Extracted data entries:

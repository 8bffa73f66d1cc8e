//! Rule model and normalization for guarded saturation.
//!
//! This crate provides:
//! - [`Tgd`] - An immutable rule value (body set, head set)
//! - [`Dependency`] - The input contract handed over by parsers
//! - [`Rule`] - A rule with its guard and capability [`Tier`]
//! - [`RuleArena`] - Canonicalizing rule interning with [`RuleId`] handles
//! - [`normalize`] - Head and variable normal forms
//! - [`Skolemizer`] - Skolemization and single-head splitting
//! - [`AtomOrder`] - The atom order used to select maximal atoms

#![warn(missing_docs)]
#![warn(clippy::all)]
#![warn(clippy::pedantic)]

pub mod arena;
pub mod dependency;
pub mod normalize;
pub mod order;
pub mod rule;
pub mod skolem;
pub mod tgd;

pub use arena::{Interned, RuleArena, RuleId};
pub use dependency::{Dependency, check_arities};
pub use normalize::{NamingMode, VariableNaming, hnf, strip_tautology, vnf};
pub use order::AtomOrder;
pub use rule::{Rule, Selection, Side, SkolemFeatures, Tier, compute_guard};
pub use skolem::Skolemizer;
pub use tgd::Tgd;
* * *
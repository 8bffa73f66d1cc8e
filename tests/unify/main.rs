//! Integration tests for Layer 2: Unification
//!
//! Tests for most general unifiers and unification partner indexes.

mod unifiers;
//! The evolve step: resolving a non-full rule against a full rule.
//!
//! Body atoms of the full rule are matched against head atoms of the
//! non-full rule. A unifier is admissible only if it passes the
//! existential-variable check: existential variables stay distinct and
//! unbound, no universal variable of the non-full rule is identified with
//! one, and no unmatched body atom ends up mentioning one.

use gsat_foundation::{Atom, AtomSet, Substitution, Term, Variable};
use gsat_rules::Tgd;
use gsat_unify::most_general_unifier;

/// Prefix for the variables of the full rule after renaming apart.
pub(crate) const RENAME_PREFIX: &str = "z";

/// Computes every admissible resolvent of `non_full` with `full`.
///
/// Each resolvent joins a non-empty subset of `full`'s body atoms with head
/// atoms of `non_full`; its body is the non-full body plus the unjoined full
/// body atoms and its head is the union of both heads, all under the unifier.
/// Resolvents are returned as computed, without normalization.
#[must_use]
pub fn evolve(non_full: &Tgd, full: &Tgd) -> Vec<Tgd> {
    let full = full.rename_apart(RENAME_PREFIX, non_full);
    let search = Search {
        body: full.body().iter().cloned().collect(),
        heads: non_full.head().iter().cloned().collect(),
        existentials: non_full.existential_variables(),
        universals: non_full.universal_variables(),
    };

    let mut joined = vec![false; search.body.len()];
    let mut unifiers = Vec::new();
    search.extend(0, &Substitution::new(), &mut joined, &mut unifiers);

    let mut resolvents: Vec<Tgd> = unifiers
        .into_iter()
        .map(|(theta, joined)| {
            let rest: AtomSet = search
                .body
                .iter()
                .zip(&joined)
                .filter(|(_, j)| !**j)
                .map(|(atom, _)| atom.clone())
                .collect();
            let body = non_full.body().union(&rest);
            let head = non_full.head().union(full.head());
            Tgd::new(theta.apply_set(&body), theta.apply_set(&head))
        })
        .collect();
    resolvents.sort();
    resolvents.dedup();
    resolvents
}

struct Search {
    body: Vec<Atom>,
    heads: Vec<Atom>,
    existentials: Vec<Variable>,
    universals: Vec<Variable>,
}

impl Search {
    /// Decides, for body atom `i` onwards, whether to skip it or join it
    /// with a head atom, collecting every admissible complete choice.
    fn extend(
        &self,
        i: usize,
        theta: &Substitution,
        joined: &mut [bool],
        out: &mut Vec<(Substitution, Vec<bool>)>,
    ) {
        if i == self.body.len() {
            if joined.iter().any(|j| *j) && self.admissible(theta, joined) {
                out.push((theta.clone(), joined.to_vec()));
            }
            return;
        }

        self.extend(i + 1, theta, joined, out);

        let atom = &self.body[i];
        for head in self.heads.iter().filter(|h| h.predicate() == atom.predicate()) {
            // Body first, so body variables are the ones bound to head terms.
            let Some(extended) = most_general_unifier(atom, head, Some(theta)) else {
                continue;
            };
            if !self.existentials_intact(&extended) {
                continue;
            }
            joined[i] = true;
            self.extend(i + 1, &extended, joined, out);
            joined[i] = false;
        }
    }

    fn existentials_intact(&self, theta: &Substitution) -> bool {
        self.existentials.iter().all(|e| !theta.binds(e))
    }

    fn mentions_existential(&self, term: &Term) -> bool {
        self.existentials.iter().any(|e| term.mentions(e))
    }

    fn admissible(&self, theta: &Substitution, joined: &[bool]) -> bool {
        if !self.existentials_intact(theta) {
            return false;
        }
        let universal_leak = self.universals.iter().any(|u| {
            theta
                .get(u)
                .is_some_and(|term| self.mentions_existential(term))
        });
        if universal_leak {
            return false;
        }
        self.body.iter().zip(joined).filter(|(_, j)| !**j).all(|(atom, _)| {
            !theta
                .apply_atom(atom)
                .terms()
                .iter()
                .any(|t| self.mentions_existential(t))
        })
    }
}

• WORK REQUEST
Please transcribe exactly the lines above from the line that has "variable normal forms" up to and including the line that has "pub mod arena;"; no other line belongs in the answer.

• RESULT OF THIS EXERCISE
//! - [`normalize`] - Head and variable normal forms
//! - [`Skolemizer`] - Skolemization and single-head splitting
//! - [`AtomOrder`] - The atom order used to select maximal atoms

#![warn(missing_docs)]
#![warn(clippy::all)]
#![warn(clippy::pedantic)]

pub mod arena;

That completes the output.